Pro-democracy leader Aung San Suu Kyi (C) holds her birthday gift as she makes her way through the crowd gathered at her National League for Democracy headquarters in Rangoon, June 19, 2011.

Burmese opposition leader Aung San Suu Kyi will deliver remarks to members of the U.S. Congress on recorded video Wednesday, during which she will discuss her country's elections last year.

Representative Don Manzullo, a Republican from IIlinois, announced the plan for the recorded testimony on Monday.

The House Foreign Affairs Subcommittee on Asia and the Pacific Wednesday will hold a hearing on Burma's election, the first in 20 years. Manzullo is the subcommittee chair.
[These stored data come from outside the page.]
//! Color type and palette helpers shared by the buffer and the programs.

use smart_leds::RGB8;

pub type Rgb = RGB8;

pub const BLACK: Rgb = Rgb::new(0, 0, 0);
pub const WHITE: Rgb = Rgb::new(255, 255, 255);
pub const LIGHT_GRAY: Rgb = Rgb::new(192, 192, 192);
pub const RED: Rgb = Rgb::new(255, 0, 0);
pub const GREEN: Rgb = Rgb::new(0, 255, 0);
pub const BLUE: Rgb = Rgb::new(0, 0, 255);
pub const YELLOW: Rgb = Rgb::new(255, 255, 0);
pub const CYAN: Rgb = Rgb::new(0, 255, 255);
pub const MAGENTA: Rgb = Rgb::new(255, 0, 255);

/// Rainbow palette used by several visual programs.
pub const RAINBOW: [Rgb; 6] = [
    RED,
    Rgb::new(255, 127, 0),
    YELLOW,
    GREEN,
    Rgb::new(101, 101, 255),
    MAGENTA,
];

/// Create an RGB color from a u32 value (0xRRGGBB format)
pub const fn rgb_from_u32(color: u32) -> Rgb {
    Rgb {
        r: ((color >> 16) & 0xFF) as u8,
        g: ((color >> 8) & 0xFF) as u8,
        b: (color & 0xFF) as u8,
    }
}

/// Linear interpolation between two colors, `t` in `[0, 1]`.
pub fn interpolate(a: Rgb, b: Rgb, t: f32) -> Rgb {
    let t = t.clamp(0.0, 1.0);
    let mix = |a: u8, b: u8| (f32::from(a) * (1.0 - t) + f32::from(b) * t) as u8;
    Rgb {
        r: mix(a.r, b.r),
        g: mix(a.g, b.g),
        b: mix(a.b, b.b),
    }
}

// Cycle order chosen so that yellow, magenta, and cyan fall between the
// primaries they blend from.
const SIX_COLOR_WHEEL: [Rgb; 6] = [RED, MAGENTA, BLUE, CYAN, GREEN, YELLOW];

/// Smooth cyclic gradient through the six primary and secondary colors.
///
/// `t` is a position on the wheel; one full revolution per unit, so
/// `six_color_wheel(t)` and `six_color_wheel(t + 1.0)` agree.
pub fn six_color_wheel(t: f64) -> Rgb {
    let t6 = t.rem_euclid(1.0) * 6.0;
    let a_index = (t6 as usize) % 6;
    let b_index = (a_index + 1) % 6;
    interpolate(
        SIX_COLOR_WHEEL[a_index],
        SIX_COLOR_WHEEL[b_index],
        (t6 - a_index as f64) as f32,
    )
}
Many critics of Burma's government say the election was a sham that solidified military rule. The military, however, says the election was part of a transition to full civilian rule after five decades.

Dr. Chris Beyrer, Epidemiologist and Director of the Johns Hopkins Center for Public Health and Human Rights, will speak at the same hearing that hears the recorded testimony of Aung San Suu Kyi. He tell's VOA's Ira Mellman his center has been monitoring the impact of Burma's policies on the well being of its people.

Manzullo, a long-time advocate of political reform in Burma, said he is excited to share Aung San Suu Kyi's video so that the world can hear about the military's "offensives against ethnic groups" and the poor human rights record in Burma.

Aung San Suu Kyi's National League for Democracy won the election held in 1990, but was never allowed to take office. The Nobel Peace Prize winner has spent most of the years since then in detention. Human rights groups say Burma's government continues to hold more than 2,000 political prisoners.